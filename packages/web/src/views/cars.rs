use api::ApiClient;
use dioxus::prelude::*;

use store::access::can_manage_fleet;
use store::{Car, CarStatus};
use ui::components::{
    use_toast, Badge, BadgeTone, Button, ButtonVariant, EmptyState, FormField, Input, Modal,
    PageHeader, Select, Spinner,
};
use ui::{use_session, ActionState};

use crate::Route;

fn status_tone(status: CarStatus) -> BadgeTone {
    match status {
        CarStatus::Available => BadgeTone::Success,
        CarStatus::Rented => BadgeTone::Danger,
        CarStatus::Maintenance => BadgeTone::Warning,
    }
}

#[component]
pub fn CarsPage() -> Element {
    let client = use_context::<ApiClient>();
    let session = use_session();
    let mut toast = use_toast();

    let mut cars = use_signal(Vec::<Car>::new);
    let mut loading = use_signal(|| true);
    let mut error = use_signal(|| Option::<String>::None);
    let mut query = use_signal(String::new);
    let mut status_filter = use_signal(|| "ALL".to_string());
    let mut class_filter = use_signal(|| "ALL".to_string());
    let mut delete_target = use_signal(|| Option::<Car>::None);
    let mut delete_error = use_signal(|| Option::<String>::None);
    let mut delete_action = use_signal(ActionState::default);

    let _loader = use_resource({
        let client = client.clone();
        move || {
            let client = client.clone();
            async move {
                match client.cars().await {
                    Ok(data) => {
                        cars.set(data);
                        error.set(None);
                    }
                    Err(err) => {
                        tracing::warn!("failed to load cars: {err}");
                        error.set(Some("Unable to load cars. Please try again.".to_string()));
                    }
                }
                loading.set(false);
            }
        }
    });

    let can_manage = can_manage_fleet(session.read().role());

    let mut classes: Vec<String> = cars().iter().map(|c| c.car_class.clone()).collect();
    classes.sort();
    classes.dedup();

    let needle = query().to_lowercase();
    let filtered: Vec<Car> = cars()
        .iter()
        .filter(|car| {
            let matches_query = needle.is_empty()
                || format!("{} {}", car.brand, car.model)
                    .to_lowercase()
                    .contains(&needle)
                || car.car_class.to_lowercase().contains(&needle);
            let matches_status =
                status_filter() == "ALL" || car.status.as_str() == status_filter();
            let matches_class = class_filter() == "ALL" || car.car_class == class_filter();
            matches_query && matches_status && matches_class
        })
        .cloned()
        .collect();

    let handle_delete = {
        let client = client.clone();
        move |_| {
            let Some(target) = delete_target() else {
                return;
            };
            if !delete_action.write().begin() {
                return;
            }
            delete_error.set(None);
            let client = client.clone();
            spawn(async move {
                match client.delete_car(target.id).await {
                    Ok(()) => {
                        cars.write().retain(|car| car.id != target.id);
                        delete_action.write().finish(Ok(()));
                        delete_target.set(None);
                        toast.success("Car deleted from the fleet.");
                    }
                    Err(err) => {
                        let message = if err.is_conflict() {
                            "This car cannot be deleted because rentals are linked. \
                             Close or reassign rentals before deleting."
                        } else {
                            "Unable to delete car. Please try again."
                        };
                        tracing::warn!("car delete failed: {err}");
                        delete_error.set(Some(message.to_string()));
                        delete_action.write().finish(Err(message.to_string()));
                        toast.danger(message);
                    }
                }
            });
        }
    };

    let deleting = delete_action().is_pending();
    let delete_modal_open = delete_target().is_some();

    rsx! {
        section {
            PageHeader {
                title: "Cars",
                subtitle: "Manage fleet availability, pricing, and details.",
                actions: if can_manage {
                    Some(rsx! {
                        Link { class: "btn btn--primary", to: Route::CarNewPage {}, "Add car" }
                    })
                } else {
                    None
                },
            }
            div {
                class: "card",
                h2 { class: "section-title", "Filters" }
                div {
                    class: "filters-grid",
                    FormField {
                        label: "Search",
                        html_for: "car-search",
                        hint: "Search by brand, model, or class.",
                        Input {
                            id: "car-search",
                            value: query(),
                            placeholder: "e.g. Toyota",
                            oninput: move |evt: FormEvent| query.set(evt.value()),
                        }
                    }
                    FormField {
                        label: "Status",
                        html_for: "car-status",
                        Select {
                            id: "car-status",
                            value: status_filter(),
                            onchange: move |evt: FormEvent| status_filter.set(evt.value()),
                            option { value: "ALL", "All statuses" }
                            option { value: "AVAILABLE", "Available" }
                            option { value: "RENTED", "Rented" }
                            option { value: "MAINTENANCE", "Maintenance" }
                        }
                    }
                    FormField {
                        label: "Class",
                        html_for: "car-class",
                        Select {
                            id: "car-class",
                            value: class_filter(),
                            onchange: move |evt: FormEvent| class_filter.set(evt.value()),
                            option { value: "ALL", "All classes" }
                            for class in classes {
                                option { key: "{class}", value: "{class}", "{class}" }
                            }
                        }
                    }
                }
            }
            div {
                class: "section",
                if loading() {
                    Spinner { label: "Loading fleet" }
                }
                if let Some(message) = error() {
                    p { class: "error", "{message}" }
                }
                if !loading() && error().is_none() && filtered.is_empty() {
                    EmptyState {
                        title: "No cars found",
                        description: "Try adjusting your filters or add a new car to the fleet.",
                        action: if can_manage {
                            Some(rsx! {
                                Link { class: "btn btn--secondary", to: Route::CarNewPage {}, "Add car" }
                            })
                        } else {
                            None
                        },
                    }
                }
                if !loading() && !filtered.is_empty() {
                    table {
                        class: "table",
                        caption { "Fleet list" }
                        thead {
                            tr {
                                th { scope: "col", "Car" }
                                th { scope: "col", "Class" }
                                th { scope: "col", "Year" }
                                th { scope: "col", "Daily rate" }
                                th { scope: "col", "Status" }
                                th { scope: "col", "Actions" }
                            }
                        }
                        tbody {
                            for car in filtered {
                                tr {
                                    key: "{car.id}",
                                    td {
                                        Link { class: "link", to: Route::CarDetailsPage { id: car.id }, "{car.brand} {car.model}" }
                                    }
                                    td { "{car.car_class}" }
                                    td { "{car.year}" }
                                    td { "${car.base_daily_price}" }
                                    td {
                                        Badge { tone: status_tone(car.status), "{car.status}" }
                                    }
                                    td {
                                        div {
                                            class: "table-actions",
                                            Link { class: "link", to: Route::CarDetailsPage { id: car.id }, "View" }
                                            if can_manage {
                                                Link { class: "link", to: Route::CarEditPage { id: car.id }, "Edit" }
                                                Button {
                                                    variant: ButtonVariant::Danger,
                                                    onclick: {
                                                        let car = car.clone();
                                                        move |_| {
                                                            delete_target.set(Some(car.clone()));
                                                            delete_error.set(None);
                                                        }
                                                    },
                                                    "Delete"
                                                }
                                            }
                                        }
                                    }
                                }
                            }
                        }
                    }
                }
            }
            Modal {
                open: delete_modal_open,
                title: "Delete car",
                description: "Deleting a car removes it from the fleet.",
                on_close: move |_| {
                    if !deleting {
                        delete_target.set(None);
                        delete_error.set(None);
                    }
                },
                if let Some(target) = delete_target() {
                    p {
                        "You are about to delete "
                        strong { "{target.brand} {target.model}" }
                        ". This action cannot be undone. If deletion is blocked, close or \
                         reassign any active rentals tied to this car."
                    }
                }
                if let Some(message) = delete_error() {
                    p { class: "error", role: "alert", "{message}" }
                }
                div {
                    class: "modal__actions",
                    Button {
                        variant: ButtonVariant::Ghost,
                        disabled: deleting,
                        onclick: move |_| delete_target.set(None),
                        "Cancel"
                    }
                    Button {
                        variant: ButtonVariant::Danger,
                        disabled: deleting,
                        onclick: handle_delete,
                        if deleting { "Deleting..." } else { "Delete car" }
                    }
                }
            }
        }
    }
}
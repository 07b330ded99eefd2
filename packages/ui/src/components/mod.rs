//! Widget library shared by every page: buttons, form fields, badges,
//! alerts, modal, spinner, empty states. Styling lives in the web crate's
//! stylesheet; components only attach class names.

use dioxus::prelude::*;

mod toast;
pub use toast::{use_toast, ToastHandle, ToastProvider, ToastTone};

#[derive(Debug, Clone, Copy, PartialEq, Eq, Default)]
pub enum ButtonVariant {
    #[default]
    Primary,
    Secondary,
    Ghost,
    Danger,
}

impl ButtonVariant {
    fn class(self) -> &'static str {
        match self {
            ButtonVariant::Primary => "btn btn--primary",
            ButtonVariant::Secondary => "btn btn--secondary",
            ButtonVariant::Ghost => "btn btn--ghost",
            ButtonVariant::Danger => "btn btn--danger",
        }
    }
}

#[component]
pub fn Button(
    #[props(default)] variant: ButtonVariant,
    #[props(default)] disabled: bool,
    onclick: EventHandler<MouseEvent>,
    children: Element,
) -> Element {
    rsx! {
        button {
            class: variant.class(),
            r#type: "button",
            disabled: disabled,
            onclick: move |evt| onclick.call(evt),
            {children}
        }
    }
}

#[component]
pub fn Input(
    id: String,
    #[props(default = "text".to_string())] r#type: String,
    value: String,
    #[props(default)] placeholder: Option<String>,
    #[props(default)] has_error: bool,
    oninput: EventHandler<FormEvent>,
) -> Element {
    let input_type = r#type;
    rsx! {
        input {
            id: "{id}",
            class: if has_error { "input input--error" } else { "input" },
            r#type: "{input_type}",
            value: "{value}",
            placeholder: placeholder.unwrap_or_default(),
            oninput: move |evt| oninput.call(evt),
        }
    }
}

#[component]
pub fn Select(
    id: String,
    value: String,
    onchange: EventHandler<FormEvent>,
    children: Element,
) -> Element {
    rsx! {
        select {
            id: "{id}",
            class: "select",
            value: "{value}",
            onchange: move |evt| onchange.call(evt),
            {children}
        }
    }
}

#[component]
pub fn Label(html_for: String, children: Element) -> Element {
    rsx! {
        label {
            class: "label",
            r#for: "{html_for}",
            {children}
        }
    }
}

/// Label + control + optional hint/error, the one wrapper every form uses.
#[component]
pub fn FormField(
    label: String,
    html_for: String,
    #[props(default)] hint: Option<String>,
    #[props(default)] error: Option<String>,
    #[props(default)] required: bool,
    children: Element,
) -> Element {
    rsx! {
        div {
            class: "form-field",
            Label {
                html_for: html_for,
                "{label}"
                if required {
                    span { class: "form-field__required", aria_hidden: "true", " *" }
                }
            }
            {children}
            if let Some(hint) = hint {
                p { class: "form-field__hint", "{hint}" }
            }
            if let Some(error) = error {
                p { class: "form-field__error", role: "alert", "{error}" }
            }
        }
    }
}

#[derive(Debug, Clone, Copy, PartialEq, Eq, Default)]
pub enum BadgeTone {
    #[default]
    Neutral,
    Success,
    Info,
    Warning,
    Danger,
}

impl BadgeTone {
    fn class(self) -> &'static str {
        match self {
            BadgeTone::Neutral => "badge badge--neutral",
            BadgeTone::Success => "badge badge--success",
            BadgeTone::Info => "badge badge--info",
            BadgeTone::Warning => "badge badge--warning",
            BadgeTone::Danger => "badge badge--danger",
        }
    }
}

#[component]
pub fn Badge(#[props(default)] tone: BadgeTone, children: Element) -> Element {
    rsx! {
        span { class: tone.class(), {children} }
    }
}

#[component]
pub fn Alert(
    #[props(default = BadgeTone::Info)] tone: BadgeTone,
    title: String,
    children: Element,
) -> Element {
    let class = match tone {
        BadgeTone::Success => "alert alert--success",
        BadgeTone::Warning => "alert alert--warning",
        BadgeTone::Danger => "alert alert--danger",
        _ => "alert alert--info",
    };
    rsx! {
        div {
            class: class,
            role: "status",
            strong { class: "alert__title", "{title}" }
            div { class: "alert__body", {children} }
        }
    }
}

/// Overlay dialog. Clicking the backdrop closes it; clicks inside do not
/// propagate out.
#[component]
pub fn Modal(
    open: bool,
    title: String,
    #[props(default)] description: Option<String>,
    on_close: EventHandler<()>,
    children: Element,
) -> Element {
    if !open {
        return rsx! {};
    }
    rsx! {
        div {
            class: "modal-overlay",
            onclick: move |_| on_close.call(()),
            div {
                class: "modal",
                role: "dialog",
                aria_label: "{title}",
                onclick: move |evt: Event<MouseData>| evt.stop_propagation(),
                h2 { class: "modal__title", "{title}" }
                if let Some(description) = description {
                    p { class: "modal__description", "{description}" }
                }
                {children}
            }
        }
    }
}

#[component]
pub fn Spinner(#[props(default)] label: Option<String>) -> Element {
    rsx! {
        div {
            class: "spinner",
            role: "status",
            span { class: "spinner__dot", aria_hidden: "true" }
            if let Some(label) = label {
                span { class: "spinner__label", "{label}" }
            }
        }
    }
}

#[component]
pub fn EmptyState(
    title: String,
    description: String,
    #[props(default)] action: Option<Element>,
) -> Element {
    rsx! {
        div {
            class: "empty-state",
            h3 { "{title}" }
            p { "{description}" }
            if let Some(action) = action {
                div { class: "empty-state__action", {action} }
            }
        }
    }
}

#[component]
pub fn PageHeader(
    title: String,
    #[props(default)] subtitle: Option<String>,
    #[props(default)] actions: Option<Element>,
) -> Element {
    rsx! {
        header {
            class: "page-header",
            div {
                h1 { class: "page-header__title", "{title}" }
                if let Some(subtitle) = subtitle {
                    p { class: "page-header__subtitle", "{subtitle}" }
                }
            }
            if let Some(actions) = actions {
                div { class: "page-header__actions", {actions} }
            }
        }
    }
}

———

- PROBLEM TO WORK ON -
Copy out every line from the data above that has "failed" in it.

- ANSWER TO THE EXERCISE -
                        tracing::warn!("failed to load cars: {err}");
                        tracing::warn!("car delete failed: {err}");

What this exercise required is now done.